Подписание конвенции не снимет все проблемы и споры пяти прикаспийских государств – слишком много их успели накопить, считает дагестанский экономист Маир Пашаев.
В регионе заявлены три конкурирующих за финансирование мегапроекта: российский транспортный коридор «Север – Юг», Транскаспийский газопровод из Туркменистана и Казахстана в Азербайджан и далее в Европу, а также инициатива Китая – мост через Каспий из Казахстана в Азербайджан.
Что же касается увеличения добычи нефти российскими компаниями на Каспии, то сейчас, по мнению Пашаева, не самая благоприятная ситуация для новых инвестиций, к тому же у них пока есть альтернативные начатые проекты с более крупными месторождениями нефти и газа.
Единственным стопроцентно реальным российским мегапроектом в регионе пока выступает начавшееся в апреле перебазирование Каспийской флотилии из Астрахани в дагестанский Каспийск.

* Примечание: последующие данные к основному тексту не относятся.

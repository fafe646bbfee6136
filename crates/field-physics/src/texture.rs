//! Skyrmion spin textures
//!
//! A skyrmion is a whirl in a 2D magnetization field: spins point out of the
//! plane at the core, rotate through the plane with distance, and point back
//! into the plane at the rim. The texture is evaluated on the same grids as
//! force fields so an overlay renderer can draw both with one glyph set.

use crate::constants::{SKYRMION_RADIUS, TEXTURE_CELL_SIZE};
use crate::field::{FieldSample, GridError, GridSpec};
use glam::{DVec2, DVec3};
use std::f64::consts::PI;

/// Single skyrmion
#[derive(Debug, Clone, Copy, PartialEq)]
pub struct Skyrmion {
    pub center: DVec2,
    pub radius: f64,
    /// +1 core out of plane, -1 core into plane
    pub polarity: f64,
    /// In-plane rotation of the spins (0 = Néel, ±π/2 = Bloch)
    pub helicity: f64,
}

impl Skyrmion {
    pub fn new(center: DVec2) -> Self {
        Self {
            center,
            radius: SKYRMION_RADIUS,
            polarity: 1.0,
            helicity: 0.0,
        }
    }

    pub fn with_radius(mut self, radius: f64) -> Self {
        self.radius = radius;
        self
    }

    pub fn with_polarity(mut self, polarity: f64) -> Self {
        self.polarity = polarity;
        self
    }

    pub fn with_helicity(mut self, helicity: f64) -> Self {
        self.helicity = helicity;
        self
    }

    /// Spin contribution at `point`, `None` outside the radius
    pub fn spin_at(&self, point: DVec2) -> Option<DVec3> {
        let d = point - self.center;
        let r = d.length();
        if !(r <= self.radius) || self.radius <= 0.0 {
            return None;
        }

        let theta = d.y.atan2(d.x);
        let phase = PI * r / self.radius;
        let radial = phase.sin();

        Some(DVec3::new(
            radial * (theta + self.helicity).cos(),
            radial * (theta + self.helicity).sin(),
            self.polarity * phase.cos(),
        ))
    }
}

/// Collection of skyrmions on a uniform `+z` background, drifting together
/// under an applied current
#[derive(Debug, Clone, PartialEq)]
pub struct SpinTexture {
    pub skyrmions: Vec<Skyrmion>,
    /// Translation per unit time
    pub drift: DVec2,
    pub background: DVec3,
}

impl Default for SpinTexture {
    fn default() -> Self {
        Self {
            skyrmions: Vec::new(),
            drift: DVec2::new(0.5, 0.0),
            background: DVec3::Z,
        }
    }
}

impl SpinTexture {
    pub fn new() -> Self {
        Self::default()
    }

    /// One skyrmion at `center`
    pub fn single(center: DVec2) -> Self {
        let mut texture = Self::default();
        texture.add(Skyrmion::new(center));
        texture
    }

    /// Two same-polarity skyrmions at a third and two thirds of `width`
    pub fn pair(width: f64, height: f64) -> Self {
        let mut texture = Self::default();
        texture.add(Skyrmion::new(DVec2::new(width / 3.0, height / 2.0)));
        texture.add(Skyrmion::new(DVec2::new(2.0 * width / 3.0, height / 2.0)));
        texture
    }

    pub fn with_drift(mut self, drift: DVec2) -> Self {
        self.drift = drift;
        self
    }

    pub fn add(&mut self, skyrmion: Skyrmion) {
        self.skyrmions.push(skyrmion);
    }

    pub fn clear(&mut self) {
        self.skyrmions.clear();
    }

    pub fn len(&self) -> usize {
        self.skyrmions.len()
    }

    pub fn is_empty(&self) -> bool {
        self.skyrmions.is_empty()
    }

    /// Move every skyrmion by `drift * dt`
    pub fn advance(&mut self, dt: f64) {
        let shift = self.drift * dt;
        if !shift.is_finite() {
            return;
        }
        for s in &mut self.skyrmions {
            s.center += shift;
        }
    }

    /// Superposed spin at `point`, `None` where no skyrmion reaches
    pub fn spin_at(&self, point: DVec2) -> Option<DVec3> {
        let mut spin = self.background;
        let mut covered = false;
        for s in &self.skyrmions {
            if let Some(v) = s.spin_at(point) {
                spin += v;
                covered = true;
            }
        }
        covered.then_some(spin)
    }

    pub fn sample_field(&self, grid: &GridSpec) -> Result<Vec<FieldSample>, GridError> {
        grid.validate()?;
        Ok(grid
            .points()
            .map(|p| match self.spin_at(p) {
                Some(spin) => FieldSample::from_vector(p, spin),
                None => FieldSample::zero(p),
            })
            .collect())
    }

    /// Default overlay grid for a canvas of the given size
    pub fn default_grid(width: f64, height: f64) -> GridSpec {
        GridSpec::new(0.0, 0.0, width, height, TEXTURE_CELL_SIZE)
    }
}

Начальный график передислокации был заявлен Минобороны прошлой осенью: первый этап строительства мест базирования кораблей будет завершен уже в 2019 году. В Дагестане рассчитывают, что эффект от этого ощутят не только военные. В перспективе перебазирование флотилии может создать тысячи рабочих мест, привести к возвращению в Дагестан русскоязычного населения как одного из главных факторов укрепления российской государственности на Кавказе и обеспечить приток высококвалифицированных специалистов, которые с закрытием объектов ВПК в республике после распада СССР были вынуждены переехать в другие города России в поисках работы по своей специальности, полагает Ланда. Кроме того, Владимир Васильев уже заявил о планах создания в Дагестане судоремонтной базы и открытия филиала военно-морского училища им. Нахимова. Вопросы же, связанные с освоением дагестанского шельфа и перевалкой нефти через Махачкалу, похоже, будут решаться после того, как Васильев в сентябре будет избран главой Дагестана на постоянной основе.